Los primeros pasajes de la novela los escribí al año de volver de Japón. Unos meses antes, había visitado el taller de Cecilia Pavón, en el living de su casa. Mis compañeros y compañeras compartían sus poemas, los leían desde sus celulares, mientras fumaban cigarrillos que prendían con el cigarrillo del que se les sentaba al lado. Yo aspiraba ese humo. Las pocas veces que llevaba algo para leer, aclaraba, por las dudas, que no era material que pretendía continuar. Eran intentos narrativos inclasificables, escritos que no catalogaban ni siquiera como cuentos. Sobre todo por su extensión. Cecilia preparaba un termo de un té negro -bien negro y bien caliente y amargo-. A veces nos olvidábamos de abrir los ventanales y cuando el humo de todas las marcas de cigarrillos y del té nos molestaba la vista, alguien deslizaba apenas el vidrio para que al living entraran dos dedos de aire fresco.

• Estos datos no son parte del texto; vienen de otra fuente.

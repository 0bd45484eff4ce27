//! Drive controller configuration
//!
//! Tuning constants live here rather than in the control code so a robot can
//! be retuned from a JSON file. Every field has a default; a file only needs
//! to list what it overrides.

use std::fs;
use std::path::Path;

use serde::{Deserialize, Serialize};

use crate::gearbox::GearConfig;
use crate::pid::PidConfig;

/// Configuration errors
#[derive(Debug, thiserror::Error)]
pub enum ConfigError {
    /// Could not read the config file
    #[error("I/O error: {0}")]
    Io(#[from] std::io::Error),

    /// Config file is not valid JSON for this schema
    #[error("Parse error: {0}")]
    Parse(#[from] serde_json::Error),

    /// A value is out of its allowed range
    #[error("Invalid value for {field}: {reason}")]
    Invalid {
        field: &'static str,
        reason: String,
    },
}

/// Drive controller configuration
#[derive(Debug, Clone, PartialEq, Serialize, Deserialize)]
#[serde(default)]
pub struct DriveConfig {
    /// Gains for programmed turns
    pub heading_pid: PidConfig,
    /// Gains for heading hold while driving straight
    pub straight_pid: PidConfig,
    /// Fraction of the remaining gap the forward ramp closes each cycle, in (0, 1]
    pub ramp_factor: f64,
    /// |left_y| above which straight drive may engage
    pub straight_forward_deadband: f64,
    /// |right_x| below which straight drive may engage
    pub straight_turn_deadband: f64,
    /// |right_x| above which the driver cancels a programmed turn
    pub turn_override_deadband: f64,
    /// Heading drift (deg) tolerated before straight drive corrects
    pub straight_tolerance: f64,
    /// Heading error (deg) at which `turn_to` reports arrival
    pub on_target_tolerance: f64,
    /// When set, operator-requested turns finish once within this many degrees.
    /// When unset they hold the target until the driver overrides.
    pub turn_complete_tolerance: Option<f64>,
    /// Square stick values before arcade mixing
    pub square_inputs: bool,
    pub gear: GearConfig,
}

impl Default for DriveConfig {
    fn default() -> Self {
        Self {
            heading_pid: PidConfig::heading(),
            straight_pid: PidConfig::straight_drive(),
            ramp_factor: 0.5,
            straight_forward_deadband: 0.15,
            straight_turn_deadband: 0.15,
            turn_override_deadband: 0.12,
            straight_tolerance: 2.0,
            on_target_tolerance: 0.5,
            turn_complete_tolerance: None,
            square_inputs: false,
            gear: GearConfig::default(),
        }
    }
}

impl DriveConfig {
    /// Parse and validate a JSON document
    pub fn from_json_str(json: &str) -> Result<Self, ConfigError> {
        let config: DriveConfig = serde_json::from_str(json)?;
        config.validate()?;
        Ok(config)
    }

    /// Load and validate a JSON config file
    pub fn from_json_file(path: impl AsRef<Path>) -> Result<Self, ConfigError> {
        let contents = fs::read_to_string(path)?;
        Self::from_json_str(&contents)
    }

    pub fn validate(&self) -> Result<(), ConfigError> {
        if !self.heading_pid.is_valid() {
            return Err(invalid("heading_pid", "gains must be finite and output_min < output_max"));
        }
        if !self.straight_pid.is_valid() {
            return Err(invalid("straight_pid", "gains must be finite and output_min < output_max"));
        }
        if !(self.ramp_factor > 0.0 && self.ramp_factor <= 1.0) {
            return Err(invalid("ramp_factor", format!("{} not in (0, 1]", self.ramp_factor)));
        }
        let non_negative = [
            ("straight_forward_deadband", self.straight_forward_deadband),
            ("straight_turn_deadband", self.straight_turn_deadband),
            ("turn_override_deadband", self.turn_override_deadband),
            ("straight_tolerance", self.straight_tolerance),
            ("on_target_tolerance", self.on_target_tolerance),
            ("gear.shift_interval", self.gear.shift_interval),
        ];
        for (field, value) in non_negative {
            if !(value.is_finite() && value >= 0.0) {
                return Err(invalid(field, format!("{value} must be finite and non-negative")));
            }
        }
        if !(self.gear.shifting_speed.is_finite() && self.gear.shifting_speed > 0.0) {
            return Err(invalid("gear.shifting_speed", "must be positive"));
        }
        if let Some(tolerance) = self.turn_complete_tolerance {
            if !(tolerance.is_finite() && tolerance > 0.0) {
                return Err(invalid("turn_complete_tolerance", "must be positive"));
            }
        }
        Ok(())
    }
}

fn invalid(field: &'static str, reason: impl Into<String>) -> ConfigError {
    ConfigError::Invalid {
        field,
        reason: reason.into(),
    }
}

#[cfg(test)]
mod tests {
    use super::*;

    #[test]
    fn test_defaults_are_valid() {
        let config = DriveConfig::default();
        assert!(config.validate().is_ok());
        assert_eq!(config.heading_pid.kp, 0.02);
        assert_eq!(config.straight_pid.kp, 0.3);
        assert_eq!(config.gear.shifting_speed, 2.0);
    }

    #[test]
    fn test_partial_json_keeps_defaults() {
        let config = DriveConfig::from_json_str(
            r#"{ "ramp_factor": 0.25, "gear": { "shifting_speed": 1.75 } }"#,
        )
        .unwrap();
        assert_eq!(config.ramp_factor, 0.25);
        assert_eq!(config.gear.shifting_speed, 1.75);
        assert_eq!(config.gear.shift_interval, 0.5);
        assert_eq!(config.turn_override_deadband, 0.12);
    }

    #[test]
    fn test_rejects_zero_ramp() {
        let err = DriveConfig::from_json_str(r#"{ "ramp_factor": 0.0 }"#).unwrap_err();
        assert!(matches!(err, ConfigError::Invalid { field: "ramp_factor", .. }));
    }

    #[test]
    fn test_rejects_inverted_output_limits() {
        let mut config = DriveConfig::default();
        config.heading_pid = config.heading_pid.with_limits(1.0, -1.0);
        assert!(matches!(config.validate(), Err(ConfigError::Invalid { field: "heading_pid", .. })));
    }

    #[test]
    fn test_malformed_json_is_parse_error() {
        let err = DriveConfig::from_json_str("{ ramp_factor: }").unwrap_err();
        assert!(matches!(err, ConfigError::Parse(_)));
    }

    #[test]
    fn test_missing_file_is_io_error() {
        let err = DriveConfig::from_json_file("/nonexistent/drive.json").unwrap_err();
        assert!(matches!(err, ConfigError::Io(_)));
    }
}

Para mí, el humo y la poesía iban tan de la mano, que no me hubiera atrevido a abrir el ventanal. Más cerca de las once de la noche, despedíamos a Cecilia en el hall de su edificio y yo volvía caminando a mi departamento. Muchas mañanas me desperté con el olor a tabaco del taller de Cecilia en la cara. Desayunaba café negro en un living con pocos muebles, un living casi pelado, y respiraba el olor de la poesía de mis compañeros que se me había quedado impregnado en el pelo. A finales de ese verano, en el cruce entre la narrativa y la poesía, escribí las primeras páginas de Cuál es el pez que tiñe el mar. Lo que más me quedó del taller de Cecilia fue la economía de los escritos, ese intento que hacían les poetas en ir al hueso. Lo que quizás buscaban era lo que María Negroni definió más tarde en su taller de poesía, en la Maestría de Escritura Creativa de la UNTREF, como “El salto”, ese momento en el que algo ocurre en el poema y la lengua se subleva.
Durante el invierno, radicada durante unas semanas en la provincia nevada de Santa Cruz, en medio del rodaje de la película La muerte no existe y el amor tampoco, de Fernando Salem, escribí algunos pasajes más. Después de las jornadas largas de filmación, me gustaba volver al hotel y aprovechar la sensación de frío que me quedaba amortiguada en la punta de los dedos del pie, que un poco se parecía a los resabios de olor a pucho del taller de Cecilia. La realidad irrumpiendo en la escritura.
Hace poco, una amiga fotógrafa, me mostró un retrato que le tomó Vincent Gallo a Christina Ricci durante el backstage del rodaje de Buffalo 66. Christina Ricci posa frente a la cámara analógica del director, lo que él denomina “The face”, ya que al momento de tomarle la foto, ella estaba enojada porque uno de los actores la había acosado en escena y el director no había intervenido. Ese cruce: la realidad operando como sujeto irremediable al momento de dejar registro es lo que me interesaba en el proceso de escribir la novela. Registrar la fisura entre el lenguaje poético y el lenguaje propio de la narración. Asistir a un taller literario, después a otro. Integrar la sugerencia de un docente sobre cuestiones de edición. Aunque después, al volver a mi casa, quizás elegía trabajar en otra dirección. Que en el medio de todo eso, un proyecto le ganara protagonismo a otro. Que el material quedara archivado, se silenciara pero no muriera. Entonces volver: abrir el archivo sin saber que todo eso, todo eso, ya era parte de la novela. Y que ante todo había que seguir escribiendo.
Meses más tarde, en el taller de Federico Falco, lo que se discutía era otra problemática. La primera persona, la segunda, la tercera omnisciente. En ese momento, con algo así como unas cincuenta páginas escritas, yo ya llamaba al proyecto “novela”. Aunque de a momentos, la primera persona me incomodaba porque, supongo, ya imaginaba el libro objeto y la posibilidad de la fantasía sobre la autoficción. Sospechaba y ya preveía el link: la narradora es actriz de oficio, el personaje protagónico de la novela también lo es. Pum, autoficción ahí. Hasta entonces, en el taller de Federico no había reparado en la posibilidad de hacer el experimento, cuestionar desde dónde me estaba parando como narradora, qué persona usar.
Entonces me sometí al experimento, crucé las cincuenta páginas a una tercera persona. Releí con extrañeza. Yo, que estaba tan triste mientras iba al taller de Cecilia y esa tristeza era tan bienvenida. La mía y las de mis páginas. Entonces volví a la primera persona, intentando, en el camino de regreso, terminar de tensar los hilos que sostienen la voz. Del otro lado del ventanal del living de Federico sí que se veía claro: una huerta crecía, todavía no era primavera pero ya se intuían las flores y las abejas.